Assadollahi’s primary target is what she calls “separatism,” a term long used by both the Pahlavi dynasty and the current Islamic Republic to delegitimize the grievances of Iran’s ethnic groups. To characterize the pursuit of ethnic justice and federalism as an “assault on Iran’s future” is to ignore the reality of a multi-ethnic nation.

For decades, Kurds, Baluchs, Arabs, and Turks have sought nothing more than the right to their own languages, cultural expression, and a say in their local governance. Framing these basic human rights as a threat to “territorial integrity” is a tactic of fear intended to preserve a Persian-centric hegemony. A truly democratic Iran cannot be built on the forced assimilation of its parts; it must be built on a voluntary union of equals.

The author presents a “modern monarchy” as a stabilizing, “supra-ideological” force. However, for the Kurdish people, the Pahlavi era was defined not by stability, but by systematic suppression. From the brutal crushing of the Republic of Mahabad in 1946 to the execution of Kurdish leaders and the banning of the Kurdish language in schools, the monarchy’s record is one of centralist authoritarianism.

The “historical continuity” Assadollahi speaks of is, for many, a continuity of trauma. The Pahlavi regime’s reliance on the SAVAK secret police to silence ethnic dissent paved the way for the very revolutionary fervor that erupted in 1979. To suggest that a return to this system – one that historically viewed Kurdish identity as a security threat – is the only “national alternative” is to ask Iran’s most oppressed populations to trade one form of centralist tyranny for another.

It is no coincidence that this narrative is finding a home in Israeli media. In recent years, there has been a visible shift in certain Israeli political circles toward promoting the Pahlavi family as the sole credible alternative to the Islamic Republic. By hosting these viewpoints, media outlets like The Times of Israel appear to be participating in a geopolitical strategy that favors a “known quantity” – a return to the pre-1979 status quo – over the unpredictable, grassroots democracy demanded by the Iranian people.

This alliance between monarchist circles and Israeli interests is transparent. It seeks to impose a top-down leadership on a movement that, since the 2022 “Woman, Life, Freedom” protests, has been defined by its decentralization and its inclusion of ethnic voices. The Kurdish slogan “Jin, Jiyan, Azadî” was the spark that ignited the most recent uprising; yet, the monarchist narrative seeks to sideline the very people who started it, labeling their political aspirations as “dangerous.”

The author is correct that Iran needs a “firm break” from the past, but that break must include a departure from the exclusionary nationalism of the Pahlavi era just as much as the religious totalitarianism of the current regime.

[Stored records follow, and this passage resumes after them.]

//! Menu / playing / game-over flow around a [`SnakeWorld`]

use tracing::info;

use super::{
    config::WorldConfig,
    direction::Direction,
    error::WorldError,
    state::CollisionCause,
    world::{SnakeWorld, TickEvent},
};

/// Which screen the session is on
#[derive(Debug, Clone, Copy, PartialEq, Eq)]
pub enum Phase {
    Menu,
    Playing,
    GameOver {
        cause: CollisionCause,
        final_score: u32,
    },
}

/// One player's sequence of games
pub struct Session {
    config: WorldConfig,
    phase: Phase,
    world: Option<SnakeWorld>,
    base_seed: u64,
    games_started: u64,
}

impl Session {
    /// Create a session sitting on the menu
    pub fn new(config: WorldConfig, base_seed: u64) -> Result<Self, WorldError> {
        config.validate()?;

        Ok(Self {
            config,
            phase: Phase::Menu,
            world: None,
            base_seed,
            games_started: 0,
        })
    }

    pub fn phase(&self) -> Phase {
        self.phase
    }

    /// The current or last finished world, if any
    pub fn world(&self) -> Option<&SnakeWorld> {
        self.world.as_ref()
    }

    /// Begin a new game from the menu or the game-over screen
    ///
    /// Returns false while a game is already running.
    pub fn start(&mut self) -> Result<bool, WorldError> {
        if self.phase == Phase::Playing {
            return Ok(false);
        }

        let seed = self.base_seed.wrapping_add(self.games_started);
        self.world = Some(SnakeWorld::new_game(seed, self.config.clone())?);
        self.games_started += 1;
        self.phase = Phase::Playing;
        info!(game = self.games_started, seed, "game started");
        Ok(true)
    }

    /// Start over after a game ended
    pub fn restart(&mut self) -> Result<bool, WorldError> {
        match self.phase {
            Phase::GameOver { .. } => self.start(),
            _ => Ok(false),
        }
    }

    /// Leave the game-over screen for the menu
    pub fn to_menu(&mut self) -> bool {
        match self.phase {
            Phase::GameOver { .. } => {
                self.world = None;
                self.phase = Phase::Menu;
                true
            }
            _ => false,
        }
    }

    /// Forward a turn to the running world
    pub fn turn(&mut self, direction: Direction) -> bool {
        match (&self.phase, self.world.as_mut()) {
            (Phase::Playing, Some(world)) => world.request_turn(direction),
            _ => false,
        }
    }

    /// Advance the running world, moving to game over on a collision
    ///
    /// Returns `None` outside of the playing phase.
    pub fn tick(&mut self) -> Option<TickEvent> {
        if self.phase != Phase::Playing {
            return None;
        }

        let world = self.world.as_mut()?;
        match world.tick() {
            Ok(event) => {
                if let Some(cause) = event.terminal {
                    self.phase = Phase::GameOver {
                        cause,
                        final_score: world.score(),
                    };
                }
                Some(event)
            }
            // Only reachable if the world died without the phase noticing
            Err(WorldError::GameOver { cause, final_score }) => {
                self.phase = Phase::GameOver { cause, final_score };
                None
            }
            Err(WorldError::InvalidConfig(_)) => None,
        }
    }

    pub fn games_started(&self) -> u64 {
        self.games_started
    }
}
//! Core game logic module for Snake
//!
//! This module contains all the game logic without any I/O or rendering dependencies.
//! The host loop drives a [`Session`], which owns one [`SnakeWorld`] per game.

pub mod config;
pub mod direction;
pub mod error;
pub mod session;
pub mod state;
pub mod world;

// Re-export commonly used types
pub use config::{GameConfig, WorldConfig};
pub use direction::Direction;
pub use error::WorldError;
pub use session::{Phase, Session};
pub use state::{CollisionCause, Playfield, Position, Snake};
pub use world::{GameOver, SnakeWorld, TickEvent};
//! Arcade Snake - a terminal Snake game with bonus food
//!
//! This library provides:
//! - Core game logic and the menu/play/game-over session (game module)
//! - Keyboard mapping (input module)
//! - TUI rendering and sound cues (render module)
//! - Per-run statistics (metrics module)
//! - The interactive host loop (modes module)

pub mod game;
pub mod input;
pub mod metrics;
pub mod modes;
pub mod render;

The future of Iran does not lie in a “modern monarchy” that polices ethnic identity under the guise of unity. It lies in a pluralistic, secular, and federal democracy that recognizes the rights of all its citizens.

One-sided defenses of a failed dynastic system only confirm that some within the opposition – and their international supporters – are more interested in restoring an old order than in building a new, inclusive Iran.

Born in Marivan, in Iran’s Kurdistan province, the author is a PhD student in sociology in Tehran. *He publishes under the name Fuad Mariwan, a pen name adopted for safety reasons.